* [REQUIREMENT]:
The records follow. Filter them to the lines that hold "Option".

* [DATASET RECORDS]:

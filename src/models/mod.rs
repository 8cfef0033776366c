//! Batch printing and rod-cutting domain models.
//!
//! Provides the data types exchanged with the scheduler and the rod
//! solvers. All types are serde-serializable so callers can load
//! instances and store results in whatever format they use.
//!
//! # Domain Mappings
//!
//! | u-batch | 3D Printing | Sheet Metal | Lumber |
//! |---------|-------------|-------------|--------|
//! | PrintJob | Model to print | Part order | Cut order |
//! | PrinterCapacity | Build plate | Press bed | Saw table |
//! | PrintRun | Build | Press cycle | Batch |
//! | PriceTable | - | Offcut prices | Board-foot prices |

mod capacity;
mod cut_plan;
mod job;
mod prices;
mod schedule;

pub use capacity::PrinterCapacity;
pub use cut_plan::CutPlan;
pub use job::PrintJob;
pub use prices::PriceTable;
pub use schedule::{PrintRun, PrintSchedule};
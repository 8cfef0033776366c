//! Random instance generation.
//!
//! Produces valid job sets and price tables for benchmarks and
//! property tests. Every generated job fits an empty run of the target
//! printer, so the generated instances never fail with
//! `CapacityExceeded`.

use rand::Rng;

use crate::models::{PriceTable, PrintJob, PrinterCapacity};

/// Configuration for random instance generation.
///
/// # Examples
///
/// ```
/// use rand::SeedableRng;
/// use rand::rngs::SmallRng;
/// use u_batch::generate::{random_jobs, GeneratorConfig};
/// use u_batch::models::PrinterCapacity;
///
/// let config = GeneratorConfig::default()
///     .with_job_count(20)
///     .with_priority_levels(3);
/// let mut rng = SmallRng::seed_from_u64(7);
/// let jobs = random_jobs(&config, &PrinterCapacity::new(300.0, 4), &mut rng);
/// assert_eq!(jobs.len(), 20);
/// assert!(jobs.iter().all(|j| (1..=3).contains(&j.priority)));
/// ```
#[derive(Debug, Clone)]
pub struct GeneratorConfig {
    /// Number of jobs to generate.
    pub job_count: usize,
    /// Priorities are drawn from `1..=priority_levels`.
    pub priority_levels: u32,
    /// Smallest job volume as a fraction of `max_volume`, in (0, 1].
    pub min_volume_fraction: f64,
    /// Largest job volume as a fraction of `max_volume`, in (0, 1].
    pub max_volume_fraction: f64,
    /// Print times are drawn from `1..=max_print_time`.
    pub max_print_time: i64,
    /// Prices are drawn from `0..=max_price`.
    pub max_price: i64,
}

impl Default for GeneratorConfig {
    fn default() -> Self {
        Self {
            job_count: 10,
            priority_levels: 3,
            min_volume_fraction: 0.05,
            max_volume_fraction: 1.0,
            max_print_time: 240,
            max_price: 50,
        }
    }
}

impl GeneratorConfig {
    pub fn with_job_count(mut self, n: usize) -> Self {
        self.job_count = n;
        self
    }

    pub fn with_priority_levels(mut self, levels: u32) -> Self {
        self.priority_levels = levels.max(1);
        self
    }

    pub fn with_volume_fractions(mut self, min: f64, max: f64) -> Self {
        self.min_volume_fraction = min.clamp(f64::MIN_POSITIVE, 1.0);
        self.max_volume_fraction = max.clamp(self.min_volume_fraction, 1.0);
        self
    }

    pub fn with_max_print_time(mut self, t: i64) -> Self {
        self.max_print_time = t.max(1);
        self
    }

    pub fn with_max_price(mut self, price: i64) -> Self {
        self.max_price = price.max(0);
        self
    }
}

/// Generates `config.job_count` jobs that each fit an empty run.
///
/// Job IDs are `J0`, `J1`, ... in input order.
pub fn random_jobs<R: Rng>(
    config: &GeneratorConfig,
    capacity: &PrinterCapacity,
    rng: &mut R,
) -> Vec<PrintJob> {
    let levels = config.priority_levels.max(1);
    let max_time = config.max_print_time.max(1);

    (0..config.job_count)
        .map(|i| {
            let fraction =
                rng.random_range(config.min_volume_fraction..=config.max_volume_fraction);
            PrintJob::new(
                format!("J{i}"),
                fraction * capacity.max_volume,
                rng.random_range(1..=levels),
                rng.random_range(1..=max_time),
            )
        })
        .collect()
}

/// Generates a price table with `len` entries.
pub fn random_prices<R: Rng>(config: &GeneratorConfig, len: usize, rng: &mut R) -> PriceTable {
    let max_price = config.max_price.max(0);
    (0..len).map(|_| rng.random_range(0..=max_price)).collect()
}

#[cfg(test)]
mod tests {
    use super::*;
    use crate::validation::{validate_jobs, validate_rod};
    use rand::rngs::SmallRng;
    use rand::SeedableRng;

    #[test]
    fn test_random_jobs_valid() {
        let cap = PrinterCapacity::new(300.0, 3);
        let config = GeneratorConfig::default().with_job_count(50);
        let mut rng = SmallRng::seed_from_u64(42);

        let jobs = random_jobs(&config, &cap, &mut rng);
        assert_eq!(jobs.len(), 50);
        assert!(validate_jobs(&jobs, &cap).is_ok());
        assert!(jobs.iter().all(|j| j.fits_volume(cap.max_volume)));
        assert!(jobs.iter().all(|j| (1..=240).contains(&j.print_time)));
    }

    #[test]
    fn test_random_jobs_deterministic() {
        let cap = PrinterCapacity::new(100.0, 2);
        let config = GeneratorConfig::default();
        let a = random_jobs(&config, &cap, &mut SmallRng::seed_from_u64(9));
        let b = random_jobs(&config, &cap, &mut SmallRng::seed_from_u64(9));
        assert_eq!(a, b);
    }

    #[test]
    fn test_random_prices_valid() {
        let config = GeneratorConfig::default().with_max_price(10);
        let mut rng = SmallRng::seed_from_u64(1);
        let prices = random_prices(&config, 12, &mut rng);
        assert_eq!(prices.len(), 12);
        assert!(prices.as_slice().iter().all(|&p| (0..=10).contains(&p)));
        assert!(validate_rod(30, &prices).is_ok());
    }

    #[test]
    fn test_builder_clamps() {
        let config = GeneratorConfig::default()
            .with_priority_levels(0)
            .with_volume_fractions(0.8, 0.2)
            .with_max_print_time(-5)
            .with_max_price(-1);
        assert_eq!(config.priority_levels, 1);
        assert!((config.min_volume_fraction - 0.8).abs() < 1e-10);
        assert!((config.max_volume_fraction - 0.8).abs() < 1e-10);
        assert_eq!(config.max_print_time, 1);
        assert_eq!(config.max_price, 0);
    }
}
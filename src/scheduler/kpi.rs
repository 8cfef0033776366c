//! Batch schedule quality metrics (KPIs).
//!
//! Computes printer performance indicators from a finished schedule and
//! the capacity it was packed under.
//!
//! # Metrics
//!
//! | Metric | Definition |
//! |--------|-----------|
//! | Total Time | Sum of run times |
//! | Run Count | Number of non-empty runs |
//! | Avg Volume Utilization | Mean of volume_used / max_volume per run |
//! | Avg Slot Utilization | Mean of items / max_items per run |
//! | Idle Head Time | Sum over jobs of (run time - job duration) |
//! | Longest Run | Largest single run time |
//!
//! # Reference
//! Pinedo (2016), "Scheduling", Ch. 1.2: Performance Measures

use crate::models::{PrintSchedule, PrinterCapacity};

/// Batch schedule performance indicators.
#[derive(Debug, Clone)]
pub struct ScheduleKpi {
    /// Sum of run times.
    pub total_time: i64,
    /// Number of runs.
    pub run_count: usize,
    /// Number of admitted jobs.
    pub job_count: usize,
    /// Mean volume utilization per run (0.0..1.0).
    pub avg_volume_utilization: f64,
    /// Mean item-slot utilization per run (0.0..1.0).
    pub avg_slot_utilization: f64,
    /// Time print heads sit finished while waiting for the slowest job.
    pub idle_head_time: i64,
    /// Longest single run time.
    pub longest_run_time: i64,
}

impl ScheduleKpi {
    /// Computes KPIs from a schedule and the capacity it was built for.
    pub fn calculate(schedule: &PrintSchedule, capacity: &PrinterCapacity) -> Self {
        let mut volume_util_sum = 0.0;
        let mut slot_util_sum = 0.0;
        let mut idle_head_time: i64 = 0;
        let mut longest_run_time: i64 = 0;

        for run in &schedule.runs {
            let run_time = run.run_time();
            longest_run_time = longest_run_time.max(run_time);
            idle_head_time += run.durations.iter().map(|d| run_time - d).sum::<i64>();

            if capacity.max_volume > 0.0 {
                volume_util_sum += run.volume_used / capacity.max_volume;
            }
            if capacity.max_items > 0 {
                slot_util_sum += run.item_count() as f64 / capacity.max_items as f64;
            }
        }

        let run_count = schedule.run_count();
        let (avg_volume_utilization, avg_slot_utilization) = if run_count == 0 {
            (0.0, 0.0)
        } else {
            (
                volume_util_sum / run_count as f64,
                slot_util_sum / run_count as f64,
            )
        };

        Self {
            total_time: schedule.total_time,
            run_count,
            job_count: schedule.job_count(),
            avg_volume_utilization,
            avg_slot_utilization,
            idle_head_time,
            longest_run_time,
        }
    }

    /// Whether the schedule meets the given quality thresholds.
    pub fn meets_thresholds(&self, max_total_time: i64, min_volume_utilization: f64) -> bool {
        self.total_time <= max_total_time && self.avg_volume_utilization >= min_volume_utilization
    }
}
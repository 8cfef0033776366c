//! Bottom-up tabulated rod cutting.
//!
//! # Complexity
//! O(n * min(n, P)) time, O(n) space.

use tracing::{debug, instrument};

use super::checked_length;
use crate::error::Result;
use crate::models::{CutPlan, PriceTable};
use crate::validation::validate_rod;

/// Solves a rod cutting instance by filling the profit table bottom-up.
///
/// `profit[n]` holds the best profit for length `n` and `first[n]` the
/// first piece of that plan; the piece list is read back by following
/// `first` from `length` down to 0.
///
/// # Errors
/// - [`Error::InvalidLength`](crate::Error::InvalidLength) if `length` is negative.
/// - [`Error::InvalidInput`](crate::Error::InvalidInput) for negative
///   prices, or a positive length with an empty table.
///
/// # Example
///
/// ```
/// use u_batch::models::PriceTable;
/// use u_batch::rod::cut_rod_table;
///
/// let plan = cut_rod_table(4, &PriceTable::new(vec![3, 5, 6, 7])).unwrap();
/// assert_eq!(plan.profit, 12);
/// assert_eq!(plan.pieces, vec![1, 1, 1, 1]);
/// assert_eq!(plan.piece_count(), 4);
/// assert_eq!(plan.cut_count(), 3);
/// ```
#[instrument(skip(prices), fields(table_len = prices.len()))]
pub fn cut_rod_table(length: i64, prices: &PriceTable) -> Result<CutPlan> {
    let length = checked_length(length)?;
    validate_rod(length, prices)?;

    let mut profit = vec![0i64; length + 1];
    let mut first: Vec<Option<usize>> = vec![None; length + 1];

    for n in 1..=length {
        for (idx, &price) in prices.as_slice().iter().take(n).enumerate() {
            let piece = idx + 1;
            let candidate = profit[n - piece].saturating_add(price);
            if first[n].is_none() || candidate > profit[n] {
                profit[n] = candidate;
                first[n] = Some(piece);
            }
        }
    }

    let mut pieces = Vec::new();
    let mut rest = length;
    while let Some(piece) = first[rest] {
        pieces.push(piece);
        rest -= piece;
    }

    debug!(profit = profit[length], pieces = pieces.len(), "tabulated rod cut solved");
    Ok(CutPlan::new(profit[length], pieces))
}
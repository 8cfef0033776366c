//! Top-down memoized rod cutting.
//!
//! # Complexity
//! O(n * min(n, P)) time, O(n) memo entries per price table, recursion
//! depth n.

use std::collections::HashMap;

use tracing::{debug, instrument};

use super::checked_length;
use crate::error::Result;
use crate::models::{CutPlan, PriceTable};
use crate::validation::validate_rod;

/// Best result for one sub-length: its profit and the first piece cut.
#[derive(Debug, Clone, Copy, PartialEq, Eq)]
struct Solved {
    profit: i64,
    first_piece: usize,
}

/// Memo of solved sub-problems, keyed by price table then rod length.
///
/// Price tables are compared by value, so two structurally equal tables
/// share entries and two different tables never do. The cache lives as
/// long as the caller keeps it; drop or [`clear`](Self::clear) it to
/// release memory.
///
/// # Example
///
/// ```
/// use u_batch::models::PriceTable;
/// use u_batch::rod::CutCache;
///
/// let mut cache = CutCache::new();
/// let prices = PriceTable::new(vec![2, 5, 7, 8, 10]);
/// assert_eq!(cache.solve(5, &prices).unwrap().profit, 12);
///
/// // Sub-lengths 1..=5 are now cached.
/// assert_eq!(cache.len(), 5);
/// assert_eq!(cache.solve(3, &prices).unwrap().profit, 7);
/// assert_eq!(cache.len(), 5);
/// ```
#[derive(Debug, Clone, Default)]
pub struct CutCache {
    tables: HashMap<PriceTable, HashMap<usize, Solved>>,
}

impl CutCache {
    /// Creates an empty cache.
    pub fn new() -> Self {
        Self::default()
    }

    /// Solves a rod cutting instance, reusing and extending the memo.
    ///
    /// # Errors
    /// - [`Error::InvalidLength`](crate::Error::InvalidLength) if `length` is negative.
    /// - [`Error::InvalidInput`](crate::Error::InvalidInput) for negative
    ///   prices, or a positive length with an empty table.
    #[instrument(skip(self, prices), fields(table_len = prices.len()))]
    pub fn solve(&mut self, length: i64, prices: &PriceTable) -> Result<CutPlan> {
        let length = checked_length(length)?;
        validate_rod(length, prices)?;

        let plan = match self.tables.get_mut(prices) {
            Some(memo) => solve_with(length, prices, memo),
            None => {
                let mut memo = HashMap::new();
                let plan = solve_with(length, prices, &mut memo);
                self.tables.insert(prices.clone(), memo);
                plan
            }
        };

        debug!(
            profit = plan.profit,
            pieces = plan.piece_count(),
            "memoized rod cut solved"
        );
        Ok(plan)
    }

    /// Number of cached sub-problems across all price tables.
    pub fn len(&self) -> usize {
        self.tables.values().map(HashMap::len).sum()
    }

    /// Whether nothing is cached.
    pub fn is_empty(&self) -> bool {
        self.len() == 0
    }

    /// Number of distinct price tables seen.
    pub fn table_count(&self) -> usize {
        self.tables.len()
    }

    /// Drops every cached entry.
    pub fn clear(&mut self) {
        self.tables.clear();
    }
}

/// Solves a rod cutting instance with a cache scoped to this call.
///
/// # Example
///
/// ```
/// use u_batch::models::PriceTable;
/// use u_batch::rod::cut_rod_memo;
///
/// let plan = cut_rod_memo(3, &PriceTable::new(vec![1, 3, 8])).unwrap();
/// assert_eq!(plan.profit, 8);
/// assert_eq!(plan.pieces, vec![3]);
/// ```
pub fn cut_rod_memo(length: i64, prices: &PriceTable) -> Result<CutPlan> {
    CutCache::new().solve(length, prices)
}

/// Fills `memo` up to `length` and reads the plan back from it.
fn solve_with(length: usize, prices: &PriceTable, memo: &mut HashMap<usize, Solved>) -> CutPlan {
    let profit = best(length, prices, memo);

    let mut pieces = Vec::new();
    let mut rest = length;
    while let Some(solved) = memo.get(&rest) {
        pieces.push(solved.first_piece);
        rest -= solved.first_piece;
    }
    CutPlan::new(profit, pieces)
}

/// Best profit for `length`, filling `memo` for every sub-length it visits.
///
/// Top-down, but driven by an explicit work stack instead of the call
/// stack, so rod length does not bound recursion depth. A length stays on
/// the stack until all of its remainders are solved; the first unsolved
/// remainder is pushed on top of it.
///
/// Length 0 is never stored; its profit is 0 with no pieces.
fn best(length: usize, prices: &PriceTable, memo: &mut HashMap<usize, Solved>) -> i64 {
    let mut pending = vec![length];

    while let Some(&n) = pending.last() {
        if n == 0 || memo.contains_key(&n) {
            pending.pop();
            continue;
        }

        let unsolved = (1..=n.min(prices.max_piece()))
            .map(|piece| n - piece)
            .find(|&rest| rest > 0 && !memo.contains_key(&rest));
        if let Some(rest) = unsolved {
            pending.push(rest);
            continue;
        }

        if let Some(solved) = resolve(n, prices, memo) {
            memo.insert(n, solved);
        }
        pending.pop();
    }

    memo.get(&length).map_or(0, |s| s.profit)
}

/// Picks the best first piece for `n`, given every remainder is solved.
///
/// Returns `None` only when no piece size is priced.
fn resolve(n: usize, prices: &PriceTable, memo: &HashMap<usize, Solved>) -> Option<Solved> {
    let mut found: Option<Solved> = None;
    for (idx, &price) in prices.as_slice().iter().take(n).enumerate() {
        let piece = idx + 1;
        let rest = memo.get(&(n - piece)).map_or(0, |s| s.profit);
        let profit = rest.saturating_add(price);
        let better = match found {
            Some(s) => profit > s.profit,
            None => true,
        };
        if better {
            found = Some(Solved {
                profit,
                first_piece: piece,
            });
        }
    }
    found
}

#[cfg(test)]
mod tests {
    use super::*;
    use crate::error::Error;
    use crate::validation::ValidationErrorKind;

    #[test]
    fn test_zero_length() {
        let plan = cut_rod_memo(0, &PriceTable::new(vec![3, 5])).unwrap();
        assert_eq!(plan, CutPlan::empty());

        let plan = cut_rod_memo(0, &PriceTable::default()).unwrap();
        assert_eq!(plan, CutPlan::empty());
    }

    #[test]
    fn test_classic_length_8() {
        let prices = PriceTable::new(vec![1, 5, 8, 9, 10, 17, 17, 20]);
        let plan = cut_rod_memo(8, &prices).unwrap();
        assert_eq!(plan.profit, 22);
        assert_eq!(plan.pieces, vec![2, 6]);
    }

    #[test]
    fn test_demo_cases() {
        let cases = [
            (5, vec![2, 5, 7, 8, 10], 12),
            (3, vec![1, 3, 8], 8),
            (4, vec![3, 5, 6, 7], 12),
        ];
        for (length, prices, profit) in cases {
            let plan = cut_rod_memo(length, &PriceTable::new(prices)).unwrap();
            assert_eq!(plan.profit, profit);
            assert_eq!(plan.total_length(), length as usize);
        }
    }

    #[test]
    fn test_tie_prefers_smallest_first_piece() {
        // Length 2: [1,1] → 2, [2] → 2. First candidate (piece 1) wins.
        let plan = cut_rod_memo(2, &PriceTable::new(vec![1, 2])).unwrap();
        assert_eq!(plan.profit, 2);
        assert_eq!(plan.pieces, vec![1, 1]);
    }

    #[test]
    fn test_length_beyond_table() {
        // Only pieces of length 1 and 2 are priced.
        let plan = cut_rod_memo(5, &PriceTable::new(vec![1, 3])).unwrap();
        assert_eq!(plan.profit, 7);
        assert_eq!(plan.pieces, vec![1, 2, 2]);
        assert!(plan.pieces.iter().all(|&p| p <= 2));
    }

    #[test]
    fn test_all_zero_prices_still_cover_rod() {
        let plan = cut_rod_memo(3, &PriceTable::new(vec![0, 0, 0])).unwrap();
        assert_eq!(plan.profit, 0);
        assert_eq!(plan.total_length(), 3);
    }

    #[test]
    fn test_negative_length() {
        assert_eq!(
            cut_rod_memo(-4, &PriceTable::new(vec![1])),
            Err(Error::InvalidLength(-4))
        );
    }

    #[test]
    fn test_empty_table_positive_length() {
        match cut_rod_memo(2, &PriceTable::default()) {
            Err(Error::InvalidInput(errors)) => {
                assert_eq!(errors[0].kind, ValidationErrorKind::EmptyPriceTable);
            }
            other => panic!("expected InvalidInput, got {other:?}"),
        }
    }

    #[test]
    fn test_cache_keyed_by_value() {
        let mut cache = CutCache::new();
        let a = PriceTable::new(vec![1, 5, 8]);
        let b = PriceTable::new(vec![1, 5, 8]);
        cache.solve(3, &a).unwrap();
        cache.solve(3, &b).unwrap();
        assert_eq!(cache.table_count(), 1);
        assert_eq!(cache.len(), 3);
    }

    #[test]
    fn test_cache_separates_tables() {
        let mut cache = CutCache::new();
        let cheap = PriceTable::new(vec![1, 2, 3]);
        let rich = PriceTable::new(vec![1, 2, 30]);
        assert_eq!(cache.solve(3, &cheap).unwrap().profit, 3);
        assert_eq!(cache.solve(3, &rich).unwrap().profit, 30);
        assert_eq!(cache.solve(3, &cheap).unwrap().profit, 3);
        assert_eq!(cache.table_count(), 2);
    }

    #[test]
    fn test_long_rod_matches_table() {
        let prices = PriceTable::new(vec![1, 5, 8, 9, 10, 17, 17, 20]);
        let memo = cut_rod_memo(100_000, &prices).unwrap();
        let table = crate::rod::cut_rod_table(100_000, &prices).unwrap();
        assert_eq!(memo.profit, table.profit);
        assert_eq!(memo.total_length(), 100_000);
    }

    #[test]
    fn test_long_rod_short_table() {
        let prices = PriceTable::new(vec![1, 5, 8]);
        let memo = cut_rod_memo(200_000, &prices).unwrap();
        let table = crate::rod::cut_rod_table(200_000, &prices).unwrap();
        assert_eq!(memo.profit, table.profit);
        assert_eq!(memo.total_length(), 200_000);
        assert!(memo.pieces.iter().all(|&p| p <= 3));
    }

    #[test]
    fn test_cache_reused_without_growth() {
        let mut cache = CutCache::new();
        let prices = PriceTable::new(vec![3, 4]);
        cache.solve(6, &prices).unwrap();
        let before = cache.len();
        assert_eq!(cache.solve(6, &prices).unwrap().profit, 18);
        assert_eq!(cache.len(), before);
        assert_eq!(cache.table_count(), 1);
    }

    #[test]
    fn test_cache_clear() {
        let mut cache = CutCache::new();
        cache.solve(4, &PriceTable::new(vec![1, 5])).unwrap();
        assert!(!cache.is_empty());
        cache.clear();
        assert!(cache.is_empty());
        assert_eq!(cache.table_count(), 0);
    }
}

* [EXERCISE SOLUTION]:
    let mut first: Vec<Option<usize>> = vec![None; length + 1];
fn resolve(n: usize, prices: &PriceTable, memo: &HashMap<usize, Solved>) -> Option<Solved> {
    let mut found: Option<Solved> = None;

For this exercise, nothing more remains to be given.